- As we utilise our kitchens more during lockdown, the risk for food poisoning increases
- Hand hygiene isn’t only vital to protect us against Covid-19, but is also effective against foodborne illnesses
- Proper planning, food storage and kitchen hygiene will lower your risk of food poisoning
If you are buying more fresh produce at a time to minimise your trips to the shops during Covid-19, you might find yourself throwing more food away than usual, or find it challenging to store it.
You might also be preparing more homemade meals than usual, and storing more leftovers to eat at home if you are still working from home.
1. Plan and prepare
Avoid food wastage by planning your meals ahead and shopping accordingly. This will not only save you unnecessary trips to the supermarket during the Covid-19 pandemic, but it will also help prevent food from going to waste.
2. Store your food properly
Unpack your groceries as soon as you arrive home.
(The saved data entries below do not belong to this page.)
use crate::signature::Signature;
use std::iter::FusedIterator;

/// Scans a byte buffer for signature matches.
///
/// Matching is a single forward pass: candidate offsets are found by jumping
/// to the next occurrence of the signature's first literal byte, then the
/// full window is checked token by token with early exit on the first
/// mismatch. Matches may overlap.
#[derive(Debug, Clone, Copy)]
pub struct PatternMatcher<'h> {
    haystack: &'h [u8],
}

impl<'h> PatternMatcher<'h> {
    pub fn new(haystack: &'h [u8]) -> Self {
        Self { haystack }
    }

    /// Lazy iterator over match offsets in ascending order.
    ///
    /// The iterator borrows the buffer; calling this again restarts the scan.
    pub fn find_iter<'s>(&self, signature: &'s Signature) -> Matches<'h, 's> {
        Matches {
            haystack: self.haystack,
            signature,
            next: 0,
        }
    }

    /// First match only; stops scanning at the first success.
    pub fn find_first(&self, signature: &Signature) -> Option<usize> {
        self.find_iter(signature).next()
    }

    /// Every match offset in the buffer.
    pub fn find_all(&self, signature: &Signature) -> Vec<usize> {
        self.find_iter(signature).collect()
    }

    pub fn count(&self, signature: &Signature) -> usize {
        self.find_iter(signature).count()
    }

    pub fn has_match(&self, signature: &Signature) -> bool {
        self.find_first(signature).is_some()
    }

    /// Check a single offset.
    pub fn matches_at(&self, signature: &Signature, offset: usize) -> bool {
        offset
            .checked_add(signature.len())
            .and_then(|end| self.haystack.get(offset..end))
            .is_some_and(|window| signature.matches_window(window))
    }
}

/// Iterator returned by [`PatternMatcher::find_iter`].
#[derive(Debug, Clone)]
pub struct Matches<'h, 's> {
    haystack: &'h [u8],
    signature: &'s Signature,
    next: usize,
}

impl Iterator for Matches<'_, '_> {
    type Item = usize;

    fn next(&mut self) -> Option<usize> {
        let len = self.signature.len();
        let last_start = self.haystack.len().checked_sub(len)?;
        let (anchor_idx, anchor_byte) = self.signature.anchor();

        while self.next <= last_start {
            let window = &self.haystack[self.next + anchor_idx..=last_start + anchor_idx];
            let Some(skip) = window.iter().position(|&b| b == anchor_byte) else {
                self.next = last_start + 1;
                return None;
            };

            let start = self.next + skip;
            self.next = start + 1;

            if self.signature.matches_window(&self.haystack[start..start + len]) {
                return Some(start);
            }
        }

        None
    }
}

impl FusedIterator for Matches<'_, '_> {}

#[cfg(test)]
mod tests {
    use super::*;

    fn sig(text: &str) -> Signature {
        Signature::parse(text).unwrap()
    }

    #[test]
    fn test_wildcard_match_at_offset() {
        let mut buf = vec![0u8; 32];
        buf[10..15].copy_from_slice(&[0xDE, 0xAD, 0x00, 0xBE, 0xEF]);

        let matcher = PatternMatcher::new(&buf);
        assert_eq!(matcher.find_all(&sig("DE AD ?? BE EF")), vec![10]);
    }

    #[test]
    fn test_multiple_matches_ascending() {
        let buf = [0x74, 0x05, 0x00, 0x74, 0x10, 0x74, 0x05];
        let matcher = PatternMatcher::new(&buf);
        assert_eq!(matcher.find_all(&sig("74 ??")), vec![0, 3, 5]);
        assert_eq!(matcher.count(&sig("74 ??")), 3);
        assert_eq!(matcher.find_first(&sig("74 ??")), Some(0));
    }

    #[test]
    fn test_overlapping_matches() {
        let buf = [0xAA, 0xAA, 0xAA];
        let matcher = PatternMatcher::new(&buf);
        assert_eq!(matcher.find_all(&sig("AA AA")), vec![0, 1]);
    }

    #[test]
    fn test_leading_wildcards_can_match_at_zero() {
        let buf = [0x01, 0x02, 0x74, 0x03];
        let matcher = PatternMatcher::new(&buf);
        assert_eq!(matcher.find_all(&sig("?? ?? 74")), vec![0]);
        assert_eq!(matcher.find_all(&sig("?? 74")), vec![1]);
    }

    #[test]
    fn test_signature_longer_than_buffer() {
        let buf = [0xDE, 0xAD];
        let matcher = PatternMatcher::new(&buf);
        assert!(matcher.find_all(&sig("DE AD BE")).is_empty());
        assert!(!matcher.has_match(&sig("DE AD BE")));
    }

    #[test]
    fn test_no_match_is_empty_not_error() {
        let buf = vec![0u8; 64];
        let matcher = PatternMatcher::new(&buf);
        assert_eq!(matcher.find_first(&sig("FF")), None);
        assert_eq!(matcher.count(&sig("FF")), 0);
    }

    #[test]
    fn test_match_at_end_of_buffer() {
        let buf = [0x00, 0x00, 0xBE, 0xEF];
        let matcher = PatternMatcher::new(&buf);
        assert_eq!(matcher.find_all(&sig("BE EF")), vec![2]);
    }

    #[test]
    fn test_iterator_is_restartable_and_fused() {
        let buf = [0x11, 0x22, 0x11, 0x22];
        let matcher = PatternMatcher::new(&buf);
        let s = sig("11 22");

        let mut it = matcher.find_iter(&s);
        assert_eq!(it.next(), Some(0));
        assert_eq!(it.next(), Some(2));
        assert_eq!(it.next(), None);
        assert_eq!(it.next(), None);

        assert_eq!(matcher.find_iter(&s).collect::<Vec<_>>(), vec![0, 2]);
    }

    #[test]
    fn test_matches_at() {
        let buf = [0xDE, 0xAD, 0x42, 0xBE, 0xEF];
        let matcher = PatternMatcher::new(&buf);
        let s = sig("DE AD ?? BE EF");
        assert!(matcher.matches_at(&s, 0));
        assert!(!matcher.matches_at(&s, 1));
        assert!(!matcher.matches_at(&s, usize::MAX));
    }
}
Food bacteria such as salmonella grow optimally between temperatures of 5°C and 60°C. Ensure that high-risk foods such as raw chicken is placed in the fridge or freezer as soon as possible.
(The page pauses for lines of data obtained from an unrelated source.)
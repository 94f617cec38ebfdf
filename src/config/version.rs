//! Client build filtering using semver constraints
//!
//! Patch sets may declare `build_range = ">=0.450.0, <0.500.0"`; the engine
//! is told which client build it is patching and skips sets that do not
//! cover it.

use semver::{Version, VersionReq};
use std::fmt;

/// Errors parsing builds and build ranges
#[derive(Debug, Clone, PartialEq, Eq)]
pub enum VersionError {
    /// Invalid client build string (e.g., "2016L")
    InvalidBuild { value: String, source: String },
    /// Invalid build range (e.g., ">=bad")
    InvalidRange { value: String, source: String },
}

impl fmt::Display for VersionError {
    fn fmt(&self, f: &mut fmt::Formatter<'_>) -> fmt::Result {
        match self {
            VersionError::InvalidBuild { value, source } => {
                write!(f, "invalid client build '{}': {}", value, source)
            }
            VersionError::InvalidRange { value, source } => {
                write!(f, "invalid build range '{}': {}", value, source)
            }
        }
    }
}

impl std::error::Error for VersionError {}

pub fn parse_build(build: &str) -> Result<Version, VersionError> {
    Version::parse(build.trim()).map_err(|e| VersionError::InvalidBuild {
        value: build.to_string(),
        source: e.to_string(),
    })
}

/// Parse a build range; blank means "every build".
pub fn parse_range(range: &str) -> Result<Option<VersionReq>, VersionError> {
    let range = range.trim();
    if range.is_empty() {
        return Ok(None);
    }
    VersionReq::parse(range)
        .map(Some)
        .map_err(|e| VersionError::InvalidRange {
            value: range.to_string(),
            source: e.to_string(),
        })
}

/// Check if a client build falls inside a range string
///
/// # Examples
///
/// ```
/// use sigpatcher::config::version::build_in_range;
///
/// assert!(build_in_range("0.450.3", Some(">=0.450.0")).unwrap());
/// assert!(!build_in_range("0.449.0", Some(">=0.450.0, <0.500.0")).unwrap());
///
/// // No range means "every build"
/// assert!(build_in_range("1.0.0", None).unwrap());
/// ```
pub fn build_in_range(build: &str, range: Option<&str>) -> Result<bool, VersionError> {
    let Some(req) = range.map(parse_range).transpose()?.flatten() else {
        return Ok(true);
    };
    Ok(req.matches(&parse_build(build)?))
}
Ensure that raw meats are always kept below vegetables or other products in the fridge to avoid dripping and cross-contamination. While tinned foods are safe pantry staples for many households and can be kept in the cupboard for long periods, they need to be properly stored in airtight containers in the fridge as soon as you open the can.
3. Wash your hands thoroughly before and after preparing food
Good hand hygiene isn’t only vital for avoiding Covid-19 infection, but will also safeguard you against bacteria in the kitchen. Wash your hands with soap and warm water and dry them properly before handling raw vegetables and meat, especially after unpacking groceries, touching the rubbish bin or touching your animals.
This will avoid raw food being contaminated with potentially harmful bacteria such as E.coli, salmonella and other bacteria. Also, wash your hands after handling raw chicken and before touching other surfaces in the kitchen.
4. Don’t be lazy with leftovers
We tend to think that we're safe from food poisoning when food has been cooked, but this is not always the case. When you are batch-cooking dishes such as soups and casseroles and there are leftovers, ensure that they're cooled properly before placing in the refrigerator. When food is still boiling hot, the rapid drop in temperature can increase the risk of salmonella.
But don’t leave it out for too long, as bacteria can start to multiply at room temperature. Place cooked leftovers in shallow, smaller containers and let the steam escape before covering them.
5. Keep your kitchen squeaky-clean
Wipe all surfaces down with hot soapy water before and after preparing food. Use two chopping boards – one for raw meats and one for fruits and vegetables to avoid cross-contamination. Wash all dishcloths and kitchen towels regularly and let them air dry properly before using, as a damp kitchen cloth or dirty kitchen towel can be a hot spot for bacteria.